After felling, logs slowly dry out. As they do they shrink and crack; or check marks, as they are termed, appear. These tend to radiate out from the center like so many bicycle spokes and indicate when the wood is dry enough to burn.
Apart from the check marks, there are other ways to select seasoned firewood (don't go by check marks alone as a few will begin to show up in partially seasoned wood). Look for these signs:
* The bark. It should peel or break off easily. Soon after felling, the moisture beneath the bark's surface glues the bark tightly to the wood. By the time the wood has seasoned, however, this bond breaks down and the bark comes off easily.
* Dark ends. They should appear dark and obviously weathered.
* No green cambium. Cut back the bark to the cambium (that part of the bark immediately next to the wood). If there is any hint of green, the wood is still too fresh to burn.
* Weight. Pick up a log and feel its weight. Dry wood is much lighter than wet wood.
* Smell. Green wood smells green and sappy while dry wood does not.
Half-dry wood also has no smell just as it can have a few check marks. The idea, then, is never to rely on one indicator alone when looking and paying for seasoned wood.

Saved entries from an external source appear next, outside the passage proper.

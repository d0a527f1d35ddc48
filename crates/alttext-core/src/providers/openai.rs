//! OpenAI provider using the legacy text Completions API.
//!
//! The image travels as base64 text inside the prompt. A text-completion
//! model cannot see images, so the output is not grounded in the picture;
//! switching to a vision-capable chat endpoint would change what this
//! provider returns and is deliberately not done here.

use super::provider::{AltTextProvider, GenerationRequest};
use crate::error::PipelineError;
use crate::types::{Language, ProviderKind};
use async_trait::async_trait;
use secrecy::ExposeSecret;
use serde::{Deserialize, Serialize};
use std::time::Instant;

/// OpenAI provider using the Completions API.
pub struct OpenAiProvider {
    client: reqwest::Client,
    endpoint: String,
    model: String,
    max_tokens: u32,
}

impl OpenAiProvider {
    pub fn new(client: reqwest::Client, endpoint: &str, model: &str, max_tokens: u32) -> Self {
        Self {
            client,
            endpoint: endpoint.to_string(),
            model: model.to_string(),
            max_tokens,
        }
    }
}

/// Prompt sent to the completion model.
pub(crate) fn completion_prompt(language: Language, image_base64: &str) -> String {
    format!(
        "Generate an alt text for the following image in {}: {image_base64}",
        language.code()
    )
}

// --- Request types ---

#[derive(Serialize)]
struct CompletionRequest<'a> {
    model: &'a str,
    prompt: String,
    max_tokens: u32,
}

// --- Response types ---

#[derive(Deserialize)]
struct CompletionResponse {
    choices: Vec<Choice>,
}

#[derive(Deserialize)]
struct Choice {
    #[serde(default)]
    text: String,
}

#[async_trait]
impl AltTextProvider for OpenAiProvider {
    fn kind(&self) -> ProviderKind {
        ProviderKind::OpenAi
    }

    async fn describe(&self, request: &GenerationRequest<'_>) -> Result<String, PipelineError> {
        let start = Instant::now();

        let body = CompletionRequest {
            model: &self.model,
            prompt: completion_prompt(request.language, &request.image.data),
            max_tokens: self.max_tokens,
        };

        tracing::debug!(
            image = %request.image_name,
            model = %self.model,
            prompt_chars = body.prompt.len(),
            "Sending OpenAI completion request"
        );

        let resp = self
            .client
            .post(&self.endpoint)
            .header(
                "Authorization",
                format!("Bearer {}", request.api_key.expose_secret()),
            )
            .header("Content-Type", "application/json")
            .json(&body)
            .send()
            .await
            .map_err(|e| PipelineError::transport(format!("OpenAI request failed: {e}")))?;

        let status = resp.status();
        if !status.is_success() {
            let text = resp.text().await.unwrap_or_default();
            return Err(PipelineError::transport(format!(
                "OpenAI HTTP {status}: {text}"
            )));
        }

        let completion: CompletionResponse = resp.json().await.map_err(|e| {
            PipelineError::transport(format!("Failed to parse OpenAI response: {e}"))
        })?;

        let text = completion
            .choices
            .into_iter()
            .next()
            .map(|c| c.text.trim().to_string())
            .ok_or_else(|| {
                PipelineError::transport("OpenAI returned empty choices array")
            })?;

        tracing::debug!(
            image = %request.image_name,
            latency_ms = start.elapsed().as_millis() as u64,
            "OpenAI response: {text}"
        );

        Ok(text)
    }
}

#[cfg(test)]
mod tests {
    use super::*;
    use crate::pipeline::EncodedImage;
    use crate::types::{GenerationResult, RasterFormat};
    use secrecy::SecretString;
    use wiremock::matchers::{body_partial_json, header, method, path};
    use wiremock::{Mock, MockServer, ResponseTemplate};

    fn provider(server: &MockServer) -> OpenAiProvider {
        OpenAiProvider::new(
            reqwest::Client::new(),
            &format!("{}/v1/completions", server.uri()),
            "text-davinci-003",
            50,
        )
    }

    fn request(key: &SecretString) -> GenerationRequest<'_> {
        GenerationRequest {
            image_name: "dog.jpg".to_string(),
            image: EncodedImage {
                data: "/9j/4AAQ".to_string(),
                format: RasterFormat::Jpeg,
            },
            language: Language::Italian,
            api_key: key,
        }
    }

    #[test]
    fn test_prompt_embeds_language_code_and_payload() {
        let prompt = completion_prompt(Language::German, "QUJD");
        assert_eq!(
            prompt,
            "Generate an alt text for the following image in de: QUJD"
        );
    }

    #[tokio::test]
    async fn test_first_choice_is_trimmed_alt_text() {
        let server = MockServer::start().await;
        Mock::given(method("POST"))
            .and(path("/v1/completions"))
            .and(header("Authorization", "Bearer sk-test"))
            .and(body_partial_json(serde_json::json!({
                "model": "text-davinci-003",
                "max_tokens": 50,
                "prompt": "Generate an alt text for the following image in it: /9j/4AAQ"
            })))
            .respond_with(ResponseTemplate::new(200).set_body_json(serde_json::json!({
                "choices": [{ "text": "\n\n Un cane sul prato. " }, { "text": "ignored" }]
            })))
            .expect(1)
            .mount(&server)
            .await;

        let key = SecretString::from("sk-test");
        let result = provider(&server).generate_alt_text(&request(&key)).await;
        assert_eq!(result, GenerationResult::success("dog.jpg", "Un cane sul prato."));
    }

    #[tokio::test]
    async fn test_auth_failure_is_transport_error() {
        let server = MockServer::start().await;
        Mock::given(method("POST"))
            .respond_with(ResponseTemplate::new(401).set_body_json(serde_json::json!({
                "error": { "message": "Incorrect API key provided" }
            })))
            .mount(&server)
            .await;

        let key = SecretString::from("sk-bad");
        let err = provider(&server).describe(&request(&key)).await.unwrap_err();
        assert_eq!(err.error_code(), "transport_error");
        assert!(err.error_detail().contains("401"));
    }

    #[tokio::test]
    async fn test_empty_choices_is_transport_error() {
        let server = MockServer::start().await;
        Mock::given(method("POST"))
            .respond_with(
                ResponseTemplate::new(200).set_body_json(serde_json::json!({ "choices": [] })),
            )
            .mount(&server)
            .await;

        let key = SecretString::from("sk-test");
        let result = provider(&server).generate_alt_text(&request(&key)).await;
        assert!(matches!(
            result,
            GenerationResult::Failure { ref error_code, .. } if error_code == "transport_error"
        ));
    }
}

All the foregoing does not mean that green wood should never be bought. If you have the space to store it for six months or more and the price is some $20 to $25 less than the going rate for seasoned wood, then it is a worthwhile buy.
In a pinch you can also burn green wood in your stove, given enough dry kindling to get it going. But it will not burn as hot because some of the heat is used to drive out the moisture before the wood will burn. Green wood is also more likely to coat your chimney with creosote.
All wood enjoys the same heat-to-weight ratio. A pound of white pine or aspen , for instance, will give you as much heat as a pound of hickory, the best of all stove woods. But it takes up twice the space. Where enough hickory to meet your needs might be stored comfortably in the garage, the aspen would spill out all over the driveway.
The hardwoods - hickory, apple, oak, or maple - burn with short flames and produce the lasting coals that are particularly useful in cook stoves. In contrast, the lightweight woods burn with a longer, hotter flame but do not last as long. In other words, soft woods will give you a hotter fire that needs more tending.
A good fire, say experts in the field, often comes from a blend of many different types of wood.